Defendant also argues that his attorney did not consult with him in advance of trial in a "meaningful" way. We concur in the trial court's conclusion that defendant has failed to demonstrate what was left undone and how further efforts might have led to a different result.

Defendant's next argument is that his attorney was ineffective for not advising the trial court before the trial got underway that defendant wished to represent himself. Defendant did make such a statement to the trial court at his sentencing, where he expressed his displeasure at his trial attorney. The issue is therefore not properly one to be raised in a petition for post-conviction relief because it could have been raised on direct appeal, and it was not. R. 3:22-4(a)(1).

Defendant's final specific allegation of ineffective assistance is his contention that he asked his trial attorney to file a motion for what he characterizes as a change of venue. We interpret defendant's papers to refer not to a change of venue but, rather, to have his matter tried before someone other than the judge who handled it. Defendant said that he requested his attorney to raise the issue because the trial judge's secretary was a close friend to his former wife and, in fact, had been a bridesmaid at their wedding.

The judge who handled defendant's petition for post-conviction relief, and who was not the judge who presided at defendant's trial, referred to this as a "bald assertion" We are unable to agree with this characterization in light of the fact that defendant certified to the truth of the statement. The post-conviction judge also noted that defendant had not supplied any case law or rule which would call for recusal in such a situation. The post-conviction judge also referred to this as a "tenuous connection." Although we agree that Rule 1:12-1 does not contain a specific prohibition against such an instance, we are unable to dismiss the assertion out of hand. We cannot judge the truth of the contention from the papers alone and neither do we have any knowledge about the nature of the relationship which existed between the trial judge and his secretary if, in fact, defendant's assertion is true. We are, however, aware that in many instances such a close working relationship, which is one of confidence and trust, can naturally lead to discussion of the work at hand. If defendant's assertion is true, it would not be unexpected that the victim's friend, the judge's secretary, would express her opinions, both about the victim and defendant. We have no way of knowing whether such occurred and, if it did, what impact if any it may have had upon the proceedings. If such occurred, the question whether that could "reasonably lead counsel or the parties" to think that a "fair and unbiased hearing" was precluded must be addressed. R. 1:12-1.

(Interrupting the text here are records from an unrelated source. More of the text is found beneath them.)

use tokio::sync::{watch, Mutex};
use tracing::{info, warn};

use crate::catalog::loader::{load_documents, CatalogError};
use crate::catalog::{CatalogConfig, CatalogState};
use crate::source::AssetSource;

/// Owner of the document collection.
///
/// Constructed once by the application's composition root and shared by
/// reference. State moves from loading to loaded (or failed) exactly once;
/// subscribers are notified through a watch channel.
pub struct Catalog<S> {
    source: S,
    config: CatalogConfig,
    state: watch::Sender<CatalogState>,
    init: Mutex<()>,
}

impl<S> Catalog<S>
where
    S: AssetSource,
{
    pub fn new(source: S, config: CatalogConfig) -> Self {
        let (state, _) = watch::channel(CatalogState::loading());
        Self {
            source,
            config,
            state,
            init: Mutex::new(()),
        }
    }

    pub fn config(&self) -> &CatalogConfig {
        &self.config
    }

    /// Current state, cheap to clone and safe to hold.
    pub fn snapshot(&self) -> CatalogState {
        self.state.borrow().clone()
    }

    /// Receive every state transition from now on.
    pub fn subscribe(&self) -> watch::Receiver<CatalogState> {
        self.state.subscribe()
    }

    /// Load the catalog from its source.
    ///
    /// Idempotent: once loaded (or non-empty) this returns the current
    /// snapshot without touching the source. Concurrent callers wait for the
    /// first one to finish. Never fails; a failed load settles as a loaded,
    /// empty catalog carrying an error message.
    pub async fn initialize(&self) -> CatalogState {
        let _guard = self.init.lock().await;

        {
            let current = self.state.borrow();
            if current.is_loaded() || !current.is_empty() {
                return current.clone();
            }
        }

        let timeout = self.config.load_timeout();
        info!(source = %self.source.describe(), ?timeout, "Loading catalog");

        let outcome = match tokio::time::timeout(timeout, load_documents(&self.source, &self.config)).await {
            Ok(result) => result,
            Err(_) => Err(CatalogError::TimedOut(timeout)),
        };

        let next = match outcome.and_then(CatalogState::from_documents) {
            Ok(state) => {
                info!(documents = state.len(), "Catalog loaded");
                state
            }
            Err(e) => {
                warn!(error = %e, "Catalog failed to load");
                CatalogState::failed(e.to_string())
            }
        };

        self.state.send_replace(next.clone());
        next
    }

    /// Wait until some caller's initialization has settled.
    pub async fn wait_loaded(&self) -> CatalogState {
        let mut rx = self.subscribe();
        let settled = match rx.wait_for(CatalogState::is_loaded).await {
            Ok(state) => state.clone(),
            // The sender lives as long as self, so this is unreachable in practice.
            Err(_) => self.snapshot(),
        };
        settled
    }
}
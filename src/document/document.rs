use serde::{Deserialize, Serialize};
use thiserror::Error;

use super::metadata::DocumentMetadata;
use super::normalize::normalize_document_html;
use crate::types::identifiers::Slug;

#[derive(Debug, Error)]
pub enum DocumentError {
    #[error("HTML for {slug} must be valid UTF-8")]
    InvalidUtf8 {
        slug: Slug,
        #[source]
        source: std::string::FromUtf8Error,
    },
    #[error("metadata.json for {slug} is malformed: {source}")]
    MalformedMetadata {
        slug: Slug,
        #[source]
        source: serde_json::Error,
    },
}

/// One entry of the library.
#[derive(Debug, Clone, PartialEq, Serialize, Deserialize)]
pub struct Document {
    pub slug: Slug,
    pub metadata: DocumentMetadata,
    /// Normalized fragment: head styles followed by body content.
    pub html_content: String,
    pub pdf_url: String,
    #[serde(default, skip_serializing_if = "Option::is_none")]
    pub thumbnail_url: Option<String>,
}

impl Document {
    /// Ingest fetched assets into a Document.
    ///
    /// This is the ONLY way to construct a Document.
    /// HTML is normalized exactly once, here; the PDF URL is derived from
    /// the slug; the thumbnail URL is set only when the probe confirmed it.
    pub fn ingest(
        slug: Slug,
        metadata: DocumentMetadata,
        raw_html: Vec<u8>,
        has_thumbnail: bool,
    ) -> Result<Self, DocumentError> {
        let raw_html = String::from_utf8(raw_html).map_err(|source| DocumentError::InvalidUtf8 {
            slug: slug.clone(),
            source,
        })?;

        let html_content = normalize_document_html(&raw_html, &slug);
        let pdf_url = slug.pdf_path();
        let thumbnail_url = has_thumbnail.then(|| slug.thumbnail_path());

        Ok(Document {
            slug,
            metadata,
            html_content,
            pdf_url,
            thumbnail_url,
        })
    }

    /// Parse a `metadata.json` body for the given slug.
    pub fn parse_metadata(slug: &Slug, bytes: &[u8]) -> Result<DocumentMetadata, DocumentError> {
        serde_json::from_slice(bytes).map_err(|source| DocumentError::MalformedMetadata {
            slug: slug.clone(),
            source,
        })
    }
}
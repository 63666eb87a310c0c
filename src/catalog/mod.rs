pub mod catalog;
pub mod config;
pub mod loader;
pub mod state;

pub use catalog::Catalog;
pub use config::CatalogConfig;
pub use loader::{fetch_manifest, load_document, load_documents, manifest_path, CatalogError};
pub use state::CatalogState;
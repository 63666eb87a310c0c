//! Offline publishing helpers that work against the on-disk layout:
//!
//! ```text
//! documents/manifest.json
//! documents/{slug}/metadata.json
//! documents/{slug}/document.html
//! documents/{slug}/document.pdf
//! documents/{slug}/thumbnail.png   (optional)
//! ```
//!
//! plus the SEO metadata a page renderer writes for a resolved document.

pub mod manifest;
pub mod seo;
pub mod sitemap;

use std::path::PathBuf;

use thiserror::Error;

use crate::types::identifiers::SlugError;

pub use manifest::{read_manifest, scan_documents_dir, write_manifest, MANIFEST_FILE};
pub use seo::{ArticleStructuredData, MetaKey, MetaTag, PersonRef, SeoMetadata, SiteConfig};
pub use sitemap::{
    entries_from_documents, read_metadata_index, render_sitemap, sitemap_urls, write_sitemap, ChangeFreq,
    SitemapUrl,
};

#[derive(Debug, Error)]
pub enum PublishError {
    #[error("IO error at {}: {source}", .path.display())]
    Io {
        path: PathBuf,
        #[source]
        source: std::io::Error,
    },
    #[error("Invalid JSON in {}: {source}", .path.display())]
    Json {
        path: PathBuf,
        #[source]
        source: serde_json::Error,
    },
    #[error("Document folder is not a valid slug: {0}")]
    InvalidSlug(#[from] SlugError),
    #[error("Documents directory does not exist: {}", .0.display())]
    MissingDirectory(PathBuf),
}

impl PublishError {
    pub(crate) fn io(path: impl Into<PathBuf>) -> impl FnOnce(std::io::Error) -> Self {
        let path = path.into();
        move |source| PublishError::Io { path, source }
    }

    pub(crate) fn json(path: impl Into<PathBuf>) -> impl FnOnce(serde_json::Error) -> Self {
        let path = path.into();
        move |source| PublishError::Json { path, source }
    }
}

We are satisfied that this aspect of the matter must be remanded for further proceedings; by doing so, we in no way should be understood as expressing an opinion on the ultimate merits of the assertion. Rather, we are simply satisfied that it could not summarily be disposed of on the basis of the papers that had been submitted.

We have reviewed defendant's additional assertions of error; we are satisfied they do not contain sufficient merit to warrant discussion in a written opinion. R. 2:11-3(e)(2).

The order under review is reversed, and the matter is remanded to the trial court for further proceedings in accordance with this opinion.

Reversed and remanded.

 

1 The convictions for harassment and stalking were both raised one degree because the offenses were committed while defendant was on parole. N.J.S.A. 2C:33-4e; N.J.S.A. 2C:12-10e.

2 Although defendant referred to this and the other supporting statements as certifications, other than his own, they were not. They did not contain a statement that the signer was certifying the truth of the contents of the document and was aware he was subject to punishment if any of the statements were willfully false. R. 1:4-4. Rather, the statements simply contained a notary's signature and stamp. Defendant, however, did certify to the truth of the statements he made in support of his petition.